In all likelihood, if you are seriously considering vet school you are a talented person with lots of other interests. When I feel disheartened, my de-facto response is to channel my anxious energy into researching other career paths. I mean outlining graduate schools, noting the career trajectories and satisfaction rates of those in the field, making pro con spread sheets and more. I could probably be a career advisor with the number of jaunts of taken down career paths like teaching, writing, human medicine, law or even opera singing.
While this kind of exploration may be healthy and encouraged in high school or the first few years of undergrad, it becomes some sort of concerning, anxious, unfocused tick when you are climbing the everest of vet school. So what does one do when the going gets tough? I called my mom.

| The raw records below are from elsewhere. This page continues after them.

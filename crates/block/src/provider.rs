//! The model provider seam.
//!
//! Agent, router, and evaluator blocks all talk to an external model through
//! this narrow interface. Wire formats, auth, and streaming transports are
//! the provider's problem — the engine only sees [`AgentResponse`] values
//! and opaque streaming envelopes.

use async_trait::async_trait;
use futures::stream::BoxStream;
use serde::{Deserialize, Serialize};
use serde_json::Value;
use tokio_util::sync::CancellationToken;

use crate::error::HandlerError;

/// One completion request.
#[derive(Debug, Clone, Default, Serialize, Deserialize)]
#[serde(rename_all = "camelCase")]
pub struct AgentRequest {
    /// Model identifier, provider-interpreted.
    #[serde(default, skip_serializing_if = "Option::is_none")]
    pub model: Option<String>,
    /// System prompt.
    #[serde(default, skip_serializing_if = "Option::is_none")]
    pub system_prompt: Option<String>,
    /// User prompt.
    pub prompt: String,
    /// Sampling temperature.
    #[serde(default, skip_serializing_if = "Option::is_none")]
    pub temperature: Option<f64>,
    /// Tool definitions, opaque to the engine.
    #[serde(default, skip_serializing_if = "Vec::is_empty")]
    pub tools: Vec<Value>,
}

/// Token accounting for one completion.
#[derive(Debug, Clone, Copy, Default, PartialEq, Eq, Serialize, Deserialize)]
pub struct TokenUsage {
    /// Prompt-side tokens.
    pub prompt: u32,
    /// Completion-side tokens.
    pub completion: u32,
    /// Total tokens billed.
    pub total: u32,
}

/// A tool call the model requested.
#[derive(Debug, Clone, PartialEq, Serialize, Deserialize)]
#[serde(rename_all = "camelCase")]
pub struct ToolCall {
    /// Tool name.
    pub name: String,
    /// Tool arguments as the model produced them.
    pub arguments: Value,
}

/// One completed model response.
#[derive(Debug, Clone, Default, Serialize, Deserialize)]
#[serde(rename_all = "camelCase")]
pub struct AgentResponse {
    /// The text content.
    pub content: String,
    /// The model that answered.
    #[serde(default, skip_serializing_if = "Option::is_none")]
    pub model: Option<String>,
    /// Token accounting.
    #[serde(default)]
    pub tokens: TokenUsage,
    /// Tool calls, if any.
    #[serde(default, skip_serializing_if = "Vec::is_empty")]
    pub tool_calls: Vec<ToolCall>,
    /// Provider-side wall clock in milliseconds.
    #[serde(default)]
    pub provider_timing_ms: u64,
    /// Cost in the provider's billing currency.
    #[serde(default, skip_serializing_if = "Option::is_none")]
    pub cost: Option<f64>,
}

impl AgentResponse {
    /// The response as a block output value.
    #[must_use]
    pub fn to_output(&self) -> Value {
        // Serialization of this shape cannot fail.
        serde_json::to_value(self).unwrap_or(Value::Null)
    }
}

/// A streaming completion in flight.
///
/// The engine propagates this envelope without re-encoding: `execution`
/// becomes the block's recorded output, `stream` goes to whoever the
/// embedder registered as the stream sink.
pub struct StreamingExecution {
    /// Content chunks as the provider emits them.
    pub stream: BoxStream<'static, Result<String, HandlerError>>,
    /// The execution metadata recorded as the block output.
    pub execution: Value,
}

impl std::fmt::Debug for StreamingExecution {
    fn fmt(&self, f: &mut std::fmt::Formatter<'_>) -> std::fmt::Result {
        f.debug_struct("StreamingExecution")
            .field("execution", &self.execution)
            .finish_non_exhaustive()
    }
}

/// The external model provider.
#[async_trait]
pub trait AgentProvider: Send + Sync + 'static {
    /// Run one completion to the end.
    async fn complete(
        &self,
        request: AgentRequest,
        cancel: CancellationToken,
    ) -> Result<AgentResponse, HandlerError>;

    /// Start a streaming completion.
    ///
    /// The default implementation completes eagerly and wraps the result in
    /// a single-chunk stream, so providers only implement this when they
    /// have a real transport.
    async fn stream(
        &self,
        request: AgentRequest,
        cancel: CancellationToken,
    ) -> Result<StreamingExecution, HandlerError> {
        let response = self.complete(request, cancel).await?;
        let execution = response.to_output();
        let content = response.content;
        Ok(StreamingExecution {
            stream: Box::pin(futures::stream::once(async move { Ok(content) })),
            execution,
        })
    }
}

/// The provider installed when the embedder configured none.
///
/// Fails every call with a clear message instead of panicking deep inside a
/// run.
#[derive(Debug, Default, Clone, Copy)]
pub struct UnconfiguredProvider;

#[async_trait]
impl AgentProvider for UnconfiguredProvider {
    async fn complete(
        &self,
        _request: AgentRequest,
        _cancel: CancellationToken,
    ) -> Result<AgentResponse, HandlerError> {
        Err(HandlerError::Provider(
            "no agent provider configured for this engine".into(),
        ))
    }
}

#[cfg(test)]
mod tests {
    use super::*;
    use futures::StreamExt;

    struct CannedProvider;

    #[async_trait]
    impl AgentProvider for CannedProvider {
        async fn complete(
            &self,
            request: AgentRequest,
            _cancel: CancellationToken,
        ) -> Result<AgentResponse, HandlerError> {
            Ok(AgentResponse {
                content: format!("echo: {}", request.prompt),
                model: request.model,
                tokens: TokenUsage {
                    prompt: 3,
                    completion: 5,
                    total: 8,
                },
                ..AgentResponse::default()
            })
        }
    }

    #[tokio::test]
    async fn default_stream_wraps_complete() {
        let provider = CannedProvider;
        let request = AgentRequest {
            prompt: "hi".into(),
            ..AgentRequest::default()
        };
        let mut streaming = provider
            .stream(request, CancellationToken::new())
            .await
            .unwrap();

        let chunk = streaming.stream.next().await.unwrap().unwrap();
        assert_eq!(chunk, "echo: hi");
        assert!(streaming.stream.next().await.is_none());
        assert_eq!(streaming.execution["content"], "echo: hi");
        assert_eq!(streaming.execution["tokens"]["total"], 8);
    }

    #[tokio::test]
    async fn unconfigured_provider_fails_cleanly() {
        let err = UnconfiguredProvider
            .complete(AgentRequest::default(), CancellationToken::new())
            .await
            .unwrap_err();
        assert!(matches!(err, HandlerError::Provider(_)));
    }

    #[test]
    fn response_output_shape() {
        let response = AgentResponse {
            content: "hello".into(),
            model: Some("m1".into()),
            tokens: TokenUsage {
                prompt: 1,
                completion: 2,
                total: 3,
            },
            tool_calls: vec![],
            provider_timing_ms: 40,
            cost: Some(0.002),
        };
        let output = response.to_output();
        assert_eq!(output["content"], "hello");
        assert_eq!(output["tokens"]["total"], 3);
        assert_eq!(output["providerTimingMs"], 40);
    }
}
//! Unique identifiers for Weft entities.
//!
//! Block, loop, and parallel ids come straight out of the serialized workflow
//! document — the author picks them, so they are opaque strings wrapped in
//! distinct newtypes for compile-time safety. [`ExecutionId`] is minted by the
//! engine per run and is UUID-backed (`v4()`, `nil()`, `parse()`).

use std::borrow::Borrow;
use std::fmt;
use std::str::FromStr;

use serde::{Deserialize, Serialize};
use uuid::Uuid;

macro_rules! define_str_id {
    ($(#[$doc:meta])* $name:ident) => {
        $(#[$doc])*
        #[derive(Debug, Clone, PartialEq, Eq, Hash, PartialOrd, Ord, Serialize, Deserialize)]
        #[serde(transparent)]
        pub struct $name(String);

        impl $name {
            /// Wrap a raw id string.
            pub fn new(id: impl Into<String>) -> Self {
                Self(id.into())
            }

            /// The raw id string.
            #[must_use]
            pub fn as_str(&self) -> &str {
                &self.0
            }
        }

        impl fmt::Display for $name {
            fn fmt(&self, f: &mut fmt::Formatter<'_>) -> fmt::Result {
                f.write_str(&self.0)
            }
        }

        impl From<&str> for $name {
            fn from(s: &str) -> Self {
                Self(s.to_owned())
            }
        }

        impl From<String> for $name {
            fn from(s: String) -> Self {
                Self(s)
            }
        }

        impl Borrow<str> for $name {
            fn borrow(&self) -> &str {
                &self.0
            }
        }

        impl AsRef<str> for $name {
            fn as_ref(&self) -> &str {
                &self.0
            }
        }
    };
}

define_str_id!(
    /// Identifier of one block in the workflow graph.
    BlockId
);

define_str_id!(
    /// Identifier of a loop subflow. The loop container block shares this id.
    LoopId
);

define_str_id!(
    /// Identifier of a parallel subflow. The container block shares this id.
    ParallelId
);

impl LoopId {
    /// The loop container is itself a block under the same id.
    #[must_use]
    pub fn as_block_id(&self) -> BlockId {
        BlockId::new(self.as_str())
    }
}

impl ParallelId {
    /// The parallel container is itself a block under the same id.
    #[must_use]
    pub fn as_block_id(&self) -> BlockId {
        BlockId::new(self.as_str())
    }
}

/// Error returned when an [`ExecutionId`] cannot be parsed from a string.
#[derive(Debug, thiserror::Error)]
#[error("invalid execution id: {0}")]
pub struct ExecutionIdParseError(#[from] uuid::Error);

/// Identifier of a single workflow run, minted by the engine.
#[derive(
    Debug, Clone, Copy, PartialEq, Eq, Hash, PartialOrd, Ord, Serialize, Deserialize,
)]
#[serde(transparent)]
pub struct ExecutionId(Uuid);

impl ExecutionId {
    /// Generate a fresh random id.
    #[must_use]
    pub fn v4() -> Self {
        Self(Uuid::new_v4())
    }

    /// The zero-valued id.
    #[must_use]
    pub fn nil() -> Self {
        Self(Uuid::nil())
    }

    /// Returns `true` if this is the zero-valued id.
    #[must_use]
    pub fn is_nil(&self) -> bool {
        self.0.is_nil()
    }

    /// Parse an id from its canonical string form.
    pub fn parse(s: &str) -> Result<Self, ExecutionIdParseError> {
        Ok(Self(Uuid::parse_str(s)?))
    }
}

impl fmt::Display for ExecutionId {
    fn fmt(&self, f: &mut fmt::Formatter<'_>) -> fmt::Result {
        self.0.fmt(f)
    }
}

impl FromStr for ExecutionId {
    type Err = ExecutionIdParseError;

    fn from_str(s: &str) -> Result<Self, Self::Err> {
        Self::parse(s)
    }
}

#[cfg(test)]
mod tests {
    use super::*;
    use pretty_assertions::assert_eq;

    #[test]
    fn block_id_display_roundtrips() {
        let id = BlockId::new("function-1");
        assert_eq!(id.to_string(), "function-1");
        assert_eq!(id.as_str(), "function-1");
    }

    #[test]
    fn block_id_serde_is_transparent() {
        let id = BlockId::new("starter");
        let json = serde_json::to_string(&id).unwrap();
        assert_eq!(json, "\"starter\"");
        let back: BlockId = serde_json::from_str(&json).unwrap();
        assert_eq!(back, id);
    }

    #[test]
    fn block_id_borrow_allows_str_lookup() {
        use std::collections::HashMap;
        let mut map = HashMap::new();
        map.insert(BlockId::new("a"), 1);
        assert_eq!(map.get("a"), Some(&1));
    }

    #[test]
    fn loop_id_doubles_as_block_id() {
        let lid = LoopId::new("loop-1");
        assert_eq!(lid.as_block_id(), BlockId::new("loop-1"));
    }

    #[test]
    fn parallel_id_doubles_as_block_id() {
        let pid = ParallelId::new("parallel-1");
        assert_eq!(pid.as_block_id(), BlockId::new("parallel-1"));
    }

    #[test]
    fn execution_id_v4_is_not_nil() {
        assert!(!ExecutionId::v4().is_nil());
    }

    #[test]
    fn execution_id_nil_is_nil() {
        let id = ExecutionId::nil();
        assert!(id.is_nil());
        assert_eq!(id.to_string(), "00000000-0000-0000-0000-000000000000");
    }

    #[test]
    fn execution_id_parse_valid() {
        let id = ExecutionId::parse("550e8400-e29b-41d4-a716-446655440000").unwrap();
        assert_eq!(id.to_string(), "550e8400-e29b-41d4-a716-446655440000");
    }

    #[test]
    fn execution_id_parse_invalid() {
        assert!(ExecutionId::parse("not-a-uuid").is_err());
    }

    #[test]
    fn execution_id_serde_roundtrip() {
        let id = ExecutionId::v4();
        let json = serde_json::to_string(&id).unwrap();
        let back: ExecutionId = serde_json::from_str(&json).unwrap();
        assert_eq!(back, id);
    }

    #[test]
    fn different_id_types_are_incompatible() {
        // BlockId and LoopId are distinct types — passing one where the
        // other is expected would be a compile error.
        fn accepts_block(_id: &BlockId) {}
        fn accepts_loop(_id: &LoopId) {}

        let block = BlockId::new("b");
        let lp = LoopId::new("l");
        accepts_block(&block);
        accepts_loop(&lp);
    }
}
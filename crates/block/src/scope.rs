//! The read-only snapshot handlers execute against.

use std::collections::HashMap;
use std::sync::Arc;

use serde_json::Value;
use weft_core::{BlockId, ExecutionId};
use weft_expression::ReferenceSource;
use weft_workflow::{Block, Workflow};

/// A frozen view of execution state for one handler invocation.
///
/// The executor builds one of these immediately before dispatch and never
/// updates it afterwards — handlers within a layer cannot observe each
/// other's partial state. The scope implements [`ReferenceSource`], so the
/// resolver and the condition evaluator read straight from it.
#[derive(Debug, Clone)]
pub struct HandlerScope {
    /// The run this invocation belongs to.
    pub execution_id: ExecutionId,
    /// The workflow being executed.
    pub workflow: Arc<Workflow>,
    outputs: HashMap<BlockId, Value>,
    names: HashMap<String, BlockId>,
    env: HashMap<String, String>,
    iteration: HashMap<String, Value>,
    locals: HashMap<String, Value>,
}

impl HandlerScope {
    /// Create a scope with no recorded outputs.
    #[must_use]
    pub fn new(
        execution_id: ExecutionId,
        workflow: Arc<Workflow>,
        env: HashMap<String, String>,
    ) -> Self {
        let names = workflow
            .blocks
            .values()
            .map(|b| (b.name.clone(), b.id.clone()))
            .collect();
        Self {
            execution_id,
            workflow,
            outputs: HashMap::new(),
            names,
            env,
            iteration: HashMap::new(),
            locals: HashMap::new(),
        }
    }

    /// Snapshot the outputs of completed blocks.
    #[must_use]
    pub fn with_outputs(mut self, outputs: HashMap<BlockId, Value>) -> Self {
        self.outputs = outputs;
        self
    }

    /// Expose iteration variables of the innermost enclosing subflow.
    #[must_use]
    pub fn with_iteration(mut self, iteration: HashMap<String, Value>) -> Self {
        self.iteration = iteration;
        self
    }

    /// Expose bare-identifier locals (the implicit upstream scope of a
    /// condition block).
    #[must_use]
    pub fn with_locals(mut self, locals: HashMap<String, Value>) -> Self {
        self.locals = locals;
        self
    }

    /// A completed block's output, by id.
    #[must_use]
    pub fn output_of(&self, block_id: &BlockId) -> Option<&Value> {
        self.outputs.get(block_id)
    }

    /// Direct successors of `block`, with the connecting edge's handle.
    #[must_use]
    pub fn successors(&self, block: &BlockId) -> Vec<&Block> {
        self.workflow
            .connections
            .iter()
            .filter(|c| &c.source == block)
            .filter_map(|c| self.workflow.block(&c.target))
            .collect()
    }

    /// The iteration variables as a map (used by container handlers).
    #[must_use]
    pub fn iteration_vars(&self) -> &HashMap<String, Value> {
        &self.iteration
    }
}

impl ReferenceSource for HandlerScope {
    fn iteration_var(&self, name: &str) -> Option<Value> {
        self.iteration.get(name).cloned()
    }

    fn block_output(&self, name_or_id: &str) -> Option<Value> {
        if let Some(value) = self.outputs.get(name_or_id) {
            return Some(value.clone());
        }
        let id = self.names.get(name_or_id)?;
        self.outputs.get(id).cloned()
    }

    fn env_var(&self, name: &str) -> Option<String> {
        self.env.get(name).cloned()
    }

    fn local_var(&self, name: &str) -> Option<Value> {
        self.locals.get(name).cloned()
    }
}

#[cfg(test)]
mod tests {
    use super::*;
    use pretty_assertions::assert_eq;
    use std::collections::BTreeMap;
    use weft_workflow::{BlockKind, Connection};

    fn workflow() -> Arc<Workflow> {
        let blocks = vec![
            Block::new("start", BlockKind::Starter, "Start"),
            Block::new("f1", BlockKind::Function, "Fetch"),
            Block::new("f2", BlockKind::Function, "Transform"),
        ];
        Arc::new(Workflow {
            version: "1".into(),
            blocks: blocks.into_iter().map(|b| (b.id.clone(), b)).collect(),
            connections: vec![
                Connection::new("start", "f1"),
                Connection::new("f1", "f2"),
            ],
            loops: BTreeMap::new(),
            parallels: BTreeMap::new(),
        })
    }

    fn scope() -> HandlerScope {
        HandlerScope::new(ExecutionId::v4(), workflow(), HashMap::new()).with_outputs(
            [(BlockId::new("f1"), serde_json::json!({"result": 7}))].into(),
        )
    }

    #[test]
    fn output_lookup_by_id_and_name() {
        let scope = scope();
        assert_eq!(
            scope.block_output("f1"),
            Some(serde_json::json!({"result": 7}))
        );
        assert_eq!(
            scope.block_output("Fetch"),
            Some(serde_json::json!({"result": 7}))
        );
        assert_eq!(scope.block_output("ghost"), None);
    }

    #[test]
    fn successors_follow_connections() {
        let scope = scope();
        let succ = scope.successors(&BlockId::new("f1"));
        assert_eq!(succ.len(), 1);
        assert_eq!(succ[0].id, BlockId::new("f2"));
        assert!(scope.successors(&BlockId::new("f2")).is_empty());
    }

    #[test]
    fn iteration_and_locals() {
        let scope = scope()
            .with_iteration([("index".into(), Value::from(3))].into())
            .with_locals([("result".into(), Value::from("one"))].into());
        assert_eq!(scope.iteration_var("index"), Some(Value::from(3)));
        assert_eq!(scope.local_var("result"), Some(Value::from("one")));
        assert_eq!(scope.env_var("HOME"), None);
    }
}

The answer that satisfied me most was that we all eventually have to weed out and narrow down our interests to make forward progress. This doesn’t eliminate future hobbies, but it streamlines our focus and means we can’t chase every appealing career alternative that pops up on our friend’s LinkedIn profile.
She also noted the unfair expectation of 100 percent job satisfaction all millennials seem to be lusting after. I have now openly admitted that I know there will be parts of veterinary medicine that I love but things like finances, floor mopping or memorizing more biochemical pathways may leave me feeling less than inspired. As an aspiring vet, I always heard not to pursue this career unless I was 100 percent certain it was what I loved. I think that’s false. Acknowledging the less than sunny aspects of my dream job made me feel more confident that I could prepare myself for the inevitable disappointment that is to come when you’ve built something about for so long.
At the end of the day, I take comfort in knowing that no matter how many other better-paying, family-friendlier job options come my way, somehow I keep winding my way back to veterinary medicine. And that experimental evidence helps me keep one foot in front of the other on this long winding road.